What's so bad about that? Even on Lemmy I'm posting things in public, intended to be read by the public, and if somebody wants to train AI on what I've given to the public then good for them. I refuse to use a walled garden. Being proprietorial about online posts is probably not the most effective response to online surveillance. I agree that Huffman is a douchecanoe though.
I think many people just did it because Reddit still benefits from the Google traffic. I wanted results from Reddit to be less useful and I want people to be frustrated when they go to find an answer on Reddit and see it no longer exists.
It started early June. That was 3 months ago.
Oh boy time is flying. I can't believe I've been on Lemmy over 3 months, and have barely used reddit in that time (only for finding answers to my technology questions, like OP lol).
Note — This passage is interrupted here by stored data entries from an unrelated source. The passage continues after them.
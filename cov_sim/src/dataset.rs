//! Synthetic episode writer.
//!
//! Lays out an episode exactly like a real HM3D capture, so the same path
//! resolution and viewpoint loading code runs against it:
//!
//! ```text
//! <dataset>/<episode>/<scene>.glb        scene bounds (JSON, read by SimSceneLoader)
//! <dataset>/<episode>/pose/<n>.txt       4x4 camera-to-world matrix
//! <dataset>/<episode>/comp_color/<n>.png frame rendered at that pose
//! ```

use crate::renderer::SimRenderer;
use cov_env::{Pose, SceneBounds};
use nalgebra::{UnitQuaternion, Vector3};
use rand::{Rng, SeedableRng};
use rand_chacha::ChaCha8Rng;
use rand_distr::StandardNormal;
use std::path::{Path, PathBuf};
use tracing::debug;

/// Default simulated room.
pub fn default_bounds() -> SceneBounds {
    SceneBounds::new(Vector3::new(-4.0, 0.0, -3.0), Vector3::new(4.0, 3.0, 3.0))
}

/// Writes seeded synthetic episodes.
#[derive(Debug, Clone)]
pub struct DatasetWriter {
    seed: u64,
    frames: usize,
    bounds: SceneBounds,
}

impl DatasetWriter {
    /// Creates a writer producing 60 frames in the default room.
    pub fn new(seed: u64) -> Self {
        Self {
            seed,
            frames: 60,
            bounds: default_bounds(),
        }
    }

    /// Number of recorded frames before sub-sampling.
    pub fn with_frames(mut self, frames: usize) -> Self {
        self.frames = frames;
        self
    }

    pub fn with_bounds(mut self, bounds: SceneBounds) -> Self {
        self.bounds = bounds;
        self
    }

    pub fn bounds(&self) -> SceneBounds {
        self.bounds
    }

    /// Generates the recorded trajectory: camera height jitters around
    /// 1.5 m, positions keep a margin from the walls, yaw is uniform.
    pub fn poses(&self) -> Vec<Pose> {
        let mut rng = ChaCha8Rng::seed_from_u64(self.seed);
        let margin = 0.5;
        let (min, max) = (self.bounds.min, self.bounds.max);

        (0..self.frames)
            .map(|_| {
                let x = rng.gen_range(min.x + margin..max.x - margin);
                let z = rng.gen_range(min.z + margin..max.z - margin);
                let jitter: f64 = rng.sample(StandardNormal);
                let y = (1.5 + 0.05 * jitter).clamp(min.y + 0.1, max.y - 0.1);
                let yaw = rng.gen_range(0.0..std::f64::consts::TAU);
                Pose::new(
                    Vector3::new(x, y, z),
                    UnitQuaternion::from_axis_angle(&Vector3::y_axis(), yaw),
                )
            })
            .collect()
    }

    /// Writes one episode under `dataset_dir` and returns its directory.
    pub fn write_episode(&self, dataset_dir: &Path, episode_history: &str) -> std::io::Result<PathBuf> {
        let episode_dir = dataset_dir.join(episode_history);
        let pose_dir = episode_dir.join("pose");
        let image_dir = episode_dir.join("comp_color");
        std::fs::create_dir_all(&pose_dir)?;
        std::fs::create_dir_all(&image_dir)?;

        let scene = episode_history.rsplit('-').next().unwrap_or(episode_history);
        let bounds_json = serde_json::to_string_pretty(&self.bounds)?;
        std::fs::write(episode_dir.join(format!("{scene}.glb")), bounds_json)?;

        let renderer = SimRenderer::new(self.bounds);
        for (i, pose) in self.poses().iter().enumerate() {
            std::fs::write(pose_dir.join(format!("{i}.txt")), format_matrix(pose))?;
            renderer
                .frame_at(pose)
                .save(image_dir.join(format!("{i}.png")))
                .map_err(std::io::Error::other)?;
        }

        debug!("Wrote {} frames to {}", self.frames, episode_dir.display());
        Ok(episode_dir)
    }
}

fn format_matrix(pose: &Pose) -> String {
    let m = pose.to_matrix();
    (0..4)
        .map(|r| {
            (0..4)
                .map(|c| format!("{:.9}", m[(r, c)]))
                .collect::<Vec<_>>()
                .join(" ")
        })
        .collect::<Vec<_>>()
        .join("\n")
}

#[cfg(test)]
mod tests {
    use super::*;
    use cov_core::viewpoint::{DatasetFamily, ViewpointStore};

    #[test]
    fn test_poses_are_seeded() {
        assert_eq!(DatasetWriter::new(3).poses(), DatasetWriter::new(3).poses());
        assert_ne!(DatasetWriter::new(3).poses(), DatasetWriter::new(4).poses());
    }

    #[test]
    fn test_poses_stay_inside() {
        let writer = DatasetWriter::new(11).with_frames(200);
        assert!(writer.poses().iter().all(|p| writer.bounds().contains(&p.position)));
    }

    #[test]
    fn test_written_episode_loads() {
        let dir = tempfile::tempdir().unwrap();
        let writer = DatasetWriter::new(5).with_frames(30);
        let episode = writer.write_episode(dir.path(), "hm3d-v0/000-hm3d-Sim").unwrap();

        assert!(episode.join("Sim.glb").exists());
        let stride = DatasetFamily::from_scene_path(&episode).stride();
        let store = ViewpointStore::load(&episode.join("pose"), &episode.join("comp_color"), stride).unwrap();

        assert_eq!(store.len(), 3);
        let expected = writer.poses()[10].position;
        assert!((store.get(1).unwrap().pose.position - expected).norm() < 1e-6);
    }
}
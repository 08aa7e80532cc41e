//! CoV Core - Chain-of-View embodied question answering
//!
//! An agent answers a question about a 3D scene by steering a camera
//! through recorded viewpoints and free motion, guided turn by turn by a
//! vision-language model:
//! 1. **Instruction parsing**: free-text VLM replies become typed camera instructions
//! 2. **Camera control**: a recorded/free-motion state machine over a `SceneRenderer`
//! 3. **Dialogue session**: the bounded turn loop with blank-view recovery and
//!    repetition breaking

pub mod answer;
pub mod baseline;
pub mod blank;
pub mod camera;
pub mod conversation;
pub mod instruction;
pub mod prompts;
pub mod session;
pub mod viewpoint;

// Re-export key types for convenience
pub use answer::{extract_answer, is_terminal, parse_selected_views, requests_overview, strip_thinking};
pub use baseline::run_baseline;
pub use blank::{is_blank, is_blank_file, BLANK_THRESHOLD};
pub use camera::{overview_pose, ApplyReport, CameraController, CameraError, CameraState};
pub use conversation::Conversation;
pub use instruction::{parse, Instruction, MoveDirection, RotationDirection};
pub use session::{
    DialogueSession, DialogueTurn, PromptKind, QuestionResult, Question, SessionConfig,
    SessionError, SessionId, SessionState,
};
pub use viewpoint::{DatasetFamily, Viewpoint, ViewpointError, ViewpointStore};
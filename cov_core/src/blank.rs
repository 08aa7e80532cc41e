//! Blank-view detection.
//!
//! When free motion carries the camera outside the reconstructed geometry
//! the renderer returns frames filled with the clear color. Those frames
//! carry no evidence, so the session treats them as a degenerate state.

use image::{DynamicImage, GenericImageView};
use std::path::Path;

/// Default fraction of blank pixels above which a frame is blank.
pub const BLANK_THRESHOLD: f64 = 0.9;

/// Channel value of the renderer's clear color (white).
pub const BLANK_VALUE: u8 = 255;

/// Fraction of pixels equal to the blank color in every color channel.
///
/// With an alpha channel a pixel only counts when it is also fully opaque.
/// An image without pixels has ratio 0.
pub fn blank_ratio(image: &DynamicImage) -> f64 {
    let (width, height) = image.dimensions();
    let total = width as u64 * height as u64;
    if total == 0 {
        return 0.0;
    }

    let blank = match image {
        DynamicImage::ImageLuma8(img) => img.pixels().filter(|p| p[0] == BLANK_VALUE).count(),
        DynamicImage::ImageLumaA8(img) => img
            .pixels()
            .filter(|p| p[0] == BLANK_VALUE && p[1] == u8::MAX)
            .count(),
        DynamicImage::ImageRgb8(img) => img
            .pixels()
            .filter(|p| p.0.iter().all(|&c| c == BLANK_VALUE))
            .count(),
        DynamicImage::ImageRgba8(img) => count_rgba(img),
        other if other.color().has_alpha() => count_rgba(&other.to_rgba8()),
        other => other
            .to_rgb8()
            .pixels()
            .filter(|p| p.0.iter().all(|&c| c == BLANK_VALUE))
            .count(),
    };

    blank as f64 / total as f64
}

fn count_rgba(img: &image::RgbaImage) -> usize {
    img.pixels()
        .filter(|p| p[0] == BLANK_VALUE && p[1] == BLANK_VALUE && p[2] == BLANK_VALUE && p[3] == u8::MAX)
        .count()
}

/// Returns true iff the blank fraction is at or above `threshold`.
pub fn is_blank(image: &DynamicImage, threshold: f64) -> bool {
    blank_ratio(image) >= threshold
}

/// Loads an image file and classifies it.
pub fn is_blank_file(path: &Path, threshold: f64) -> Result<bool, image::ImageError> {
    let image = image::open(path)?;
    Ok(is_blank(&image, threshold))
}
//! Scene renderer abstraction for the CoV camera controller.

use crate::error::EnvError;
use crate::types::{Pose, PrimitiveAction, SceneBounds};
use image::RgbImage;
use std::path::Path;

/// A live renderer instance holding one loaded scene.
///
/// # Implementations
///
/// - **Production**: a mesh renderer/simulator bound through FFI or IPC
/// - **Simulation**: `cov_sim::SimRenderer` with call probes
///
/// # Ownership
///
/// An instance holds session-scoped state (current pose, loaded scene, and
/// usually GPU or OS resources). It is owned by exactly one camera
/// controller and must never be shared between sessions. `close` is called
/// exactly once when that controller is dropped.
pub trait SceneRenderer: Send {
    /// Returns the current camera pose.
    fn pose(&self) -> Pose;
    
    /// Teleports the camera to the given pose.
    fn set_pose(&mut self, pose: &Pose) -> Result<(), EnvError>;
    
    /// Executes one discrete primitive relative to the current pose.
    fn step(&mut self, action: PrimitiveAction) -> Result<(), EnvError>;
    
    /// Renders the current view.
    ///
    /// # Returns
    /// * `Ok(frame)` - Raw RGB frame
    /// * `Err(EnvError::FrameDropped)` - Transient, the caller may retry
    fn render(&mut self) -> Result<RgbImage, EnvError>;
    
    /// Returns the world-space bounding volume of the loaded scene.
    fn scene_bounds(&self) -> Result<SceneBounds, EnvError>;
    
    /// Releases the scene and any resources held by the instance.
    fn close(&mut self);
}

/// Factory for renderer instances, one per question.
pub trait SceneLoader {
    /// Renderer type produced by this loader.
    type Renderer: SceneRenderer;
    
    /// Loads a scene file into a fresh renderer instance.
    ///
    /// # Returns
    /// * `Err(EnvError::SceneError)` - File missing or malformed (fatal)
    fn load_scene(&self, scene_file: &Path) -> Result<Self::Renderer, EnvError>;
}
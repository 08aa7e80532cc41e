//! Common types shared between the CoV core and its collaborators.

use nalgebra::{Isometry3, Matrix3, Matrix4, Rotation3, Translation3, UnitQuaternion, Vector3};
use serde::{Deserialize, Serialize};
use std::ops::AddAssign;
use std::path::PathBuf;

/// Distance covered by one primitive move (scene units).
pub const MOVE_STEP: f64 = 0.4;

/// Angle covered by one primitive turn (degrees).
pub const TURN_STEP_DEGREES: f64 = 10.0;

/// Rigid camera pose in world coordinates.
///
/// Follows the renderer convention: +Y is up and the camera looks down -Z.
#[derive(Debug, Clone, Copy, PartialEq, Serialize, Deserialize)]
pub struct Pose {
    /// Camera center
    pub position: Vector3<f64>,

    /// Camera orientation
    pub rotation: UnitQuaternion<f64>,
}

impl Pose {
    /// Creates a pose from a position and an orientation.
    pub fn new(position: Vector3<f64>, rotation: UnitQuaternion<f64>) -> Self {
        Self { position, rotation }
    }

    /// Pose at the origin looking down -Z.
    pub fn identity() -> Self {
        Self::new(Vector3::zeros(), UnitQuaternion::identity())
    }

    /// Builds a pose from a 4x4 rigid transform (rotation + translation).
    ///
    /// The upper-left 3x3 block is re-orthonormalized, so slightly noisy
    /// matrices from text files still yield a valid rotation.
    pub fn from_matrix(matrix: &Matrix4<f64>) -> Self {
        let linear: Matrix3<f64> = matrix.fixed_view::<3, 3>(0, 0).into_owned();
        let rotation = UnitQuaternion::from_rotation_matrix(&Rotation3::from_matrix(&linear));
        let position = Vector3::new(matrix[(0, 3)], matrix[(1, 3)], matrix[(2, 3)]);
        Self { position, rotation }
    }

    /// Returns the pose as an isometry.
    pub fn isometry(&self) -> Isometry3<f64> {
        Isometry3::from_parts(Translation3::from(self.position), self.rotation)
    }

    /// Returns the pose as a homogeneous 4x4 matrix.
    pub fn to_matrix(&self) -> Matrix4<f64> {
        self.isometry().to_homogeneous()
    }

    /// Unit vector the camera is looking along.
    pub fn forward(&self) -> Vector3<f64> {
        self.rotation * -Vector3::z()
    }
}

impl Default for Pose {
    fn default() -> Self {
        Self::identity()
    }
}

/// Axis-aligned bounding volume of a loaded scene.
#[derive(Debug, Clone, Copy, PartialEq, Serialize, Deserialize)]
pub struct SceneBounds {
    pub min: Vector3<f64>,
    pub max: Vector3<f64>,
}

impl SceneBounds {
    /// Creates bounds from two corners.
    pub fn new(min: Vector3<f64>, max: Vector3<f64>) -> Self {
        Self { min, max }
    }

    /// Center of the volume.
    pub fn center(&self) -> Vector3<f64> {
        (self.min + self.max) / 2.0
    }

    /// Extent along each axis.
    pub fn size(&self) -> Vector3<f64> {
        self.max - self.min
    }

    /// Returns true if the point lies inside (or on) the volume.
    pub fn contains(&self, point: &Vector3<f64>) -> bool {
        (0..3).all(|i| point[i] >= self.min[i] && point[i] <= self.max[i])
    }
}

/// Discrete actions every renderer must support.
///
/// Moves cover `MOVE_STEP` units, turns cover `TURN_STEP_DEGREES` about +Y.
#[derive(Debug, Clone, Copy, PartialEq, Eq, Hash, Serialize, Deserialize)]
pub enum PrimitiveAction {
    MoveForward,
    MoveBackward,
    MoveLeft,
    MoveRight,
    MoveUp,
    MoveDown,
    TurnLeft,
    TurnRight,
}

impl PrimitiveAction {
    /// Returns the renderer action name.
    pub fn name(&self) -> &'static str {
        match self {
            PrimitiveAction::MoveForward => "move_forward",
            PrimitiveAction::MoveBackward => "move_backward",
            PrimitiveAction::MoveLeft => "move_left",
            PrimitiveAction::MoveRight => "move_right",
            PrimitiveAction::MoveUp => "move_up",
            PrimitiveAction::MoveDown => "move_down",
            PrimitiveAction::TurnLeft => "turn_left",
            PrimitiveAction::TurnRight => "turn_right",
        }
    }

    /// Returns true for the two turn actions.
    pub fn is_turn(&self) -> bool {
        matches!(self, PrimitiveAction::TurnLeft | PrimitiveAction::TurnRight)
    }
}

impl std::fmt::Display for PrimitiveAction {
    fn fmt(&self, f: &mut std::fmt::Formatter<'_>) -> std::fmt::Result {
        write!(f, "{}", self.name())
    }
}

/// Speaker of a chat turn.
#[derive(Debug, Clone, Copy, PartialEq, Eq, Serialize, Deserialize)]
#[serde(rename_all = "lowercase")]
pub enum ChatRole {
    User,
    Assistant,
}

/// One message in a VLM conversation: text plus an optional image.
#[derive(Debug, Clone, PartialEq, Serialize, Deserialize)]
pub struct ChatTurn {
    pub role: ChatRole,
    pub text: String,
    #[serde(skip_serializing_if = "Option::is_none")]
    pub image: Option<PathBuf>,
}

impl ChatTurn {
    /// A text-only user message.
    pub fn user(text: impl Into<String>) -> Self {
        Self {
            role: ChatRole::User,
            text: text.into(),
            image: None,
        }
    }

    /// A user message carrying an image.
    pub fn user_with_image(text: impl Into<String>, image: impl Into<PathBuf>) -> Self {
        Self {
            role: ChatRole::User,
            text: text.into(),
            image: Some(image.into()),
        }
    }

    /// A reply previously produced by the model.
    pub fn assistant(text: impl Into<String>) -> Self {
        Self {
            role: ChatRole::Assistant,
            text: text.into(),
            image: None,
        }
    }
}

/// A complete chat completion request.
#[derive(Debug, Clone, PartialEq, Serialize, Deserialize)]
pub struct VlmRequest {
    pub system_prompt: String,
    pub turns: Vec<ChatTurn>,
    pub temperature: f32,
}

impl VlmRequest {
    /// Creates a deterministic (temperature 0) request.
    pub fn new(system_prompt: impl Into<String>, turns: Vec<ChatTurn>) -> Self {
        Self {
            system_prompt: system_prompt.into(),
            turns,
            temperature: 0.0,
        }
    }

    /// Text of the final user turn, if any.
    pub fn last_user_text(&self) -> Option<&str> {
        self.turns
            .iter()
            .rev()
            .find(|t| t.role == ChatRole::User)
            .map(|t| t.text.as_str())
    }
}

/// Token accounting reported by the model provider.
#[derive(Debug, Clone, Copy, Default, PartialEq, Eq, Serialize, Deserialize)]
pub struct TokenUsage {
    #[serde(default)]
    pub prompt_tokens: u64,
    #[serde(default)]
    pub completion_tokens: u64,
    #[serde(default)]
    pub total_tokens: u64,
}

impl AddAssign for TokenUsage {
    fn add_assign(&mut self, rhs: Self) {
        self.prompt_tokens += rhs.prompt_tokens;
        self.completion_tokens += rhs.completion_tokens;
        self.total_tokens += rhs.total_tokens;
    }
}

/// A chat completion result.
#[derive(Debug, Clone, PartialEq, Serialize, Deserialize)]
pub struct VlmResponse {
    /// Raw message content, thinking segment included
    pub content: String,

    #[serde(default)]
    pub usage: TokenUsage,
}

#[cfg(test)]
mod tests {
    use super::*;
    use approx::assert_relative_eq;

    #[test]
    fn test_pose_matrix_round_trip() {
        let rotation = UnitQuaternion::from_euler_angles(0.1, 0.7, -0.3);
        let pose = Pose::new(Vector3::new(1.0, 2.0, -3.5), rotation);

        let restored = Pose::from_matrix(&pose.to_matrix());

        assert_relative_eq!(restored.position, pose.position, epsilon = 1e-9);
        assert!(restored.rotation.angle_to(&pose.rotation) < 1e-6);
    }

    #[test]
    fn test_identity_looks_down_negative_z() {
        let forward = Pose::identity().forward();
        assert_relative_eq!(forward, Vector3::new(0.0, 0.0, -1.0));
    }

    #[test]
    fn test_scene_bounds_geometry() {
        let bounds = SceneBounds::new(Vector3::new(-2.0, 0.0, -4.0), Vector3::new(2.0, 3.0, 4.0));

        assert_relative_eq!(bounds.center(), Vector3::new(0.0, 1.5, 0.0));
        assert_relative_eq!(bounds.size(), Vector3::new(4.0, 3.0, 8.0));
        assert!(bounds.contains(&Vector3::new(2.0, 3.0, 4.0)));
        assert!(!bounds.contains(&Vector3::new(0.0, -0.1, 0.0)));
    }

    #[test]
    fn test_token_usage_accumulates() {
        let mut total = TokenUsage::default();
        total += TokenUsage { prompt_tokens: 10, completion_tokens: 2, total_tokens: 12 };
        total += TokenUsage { prompt_tokens: 5, completion_tokens: 1, total_tokens: 6 };

        assert_eq!(total, TokenUsage { prompt_tokens: 15, completion_tokens: 3, total_tokens: 18 });
    }

    #[test]
    fn test_last_user_text_skips_assistant() {
        let request = VlmRequest::new(
            "system",
            vec![ChatTurn::user("first"), ChatTurn::user("second"), ChatTurn::assistant("reply")],
        );

        assert_eq!(request.last_user_text(), Some("second"));
        assert_eq!(request.temperature, 0.0);
    }
}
I used reddit daily for mant years and quit cold turkey (except the occasional puff).
The golden age of reddit being helpful has come and gone
Aside from not wanting to send any traffic their way, this is another reason I've excluded Reddit from my private search engine's results. Reddit's value has definitely diminished as a direct result of the protest against the API changes.
That's because the 10% of people they thought it was ok to fuck over were providing 90% of the non-entertainment value.
I find this in most questions about Hugo (a website generator program)
Your result for the search leads to a discussion on the official forums but the answer is either:
The StackOverflow experience.
Thats... how I got here.
Profitting from free user generated content is uncool. 👍
r/Canada and r/Minecraft
Many folks deleted their contributions when they migrated away. So it isn't intentionally trying to not help anyone else. It was just protesting against reddit more likely.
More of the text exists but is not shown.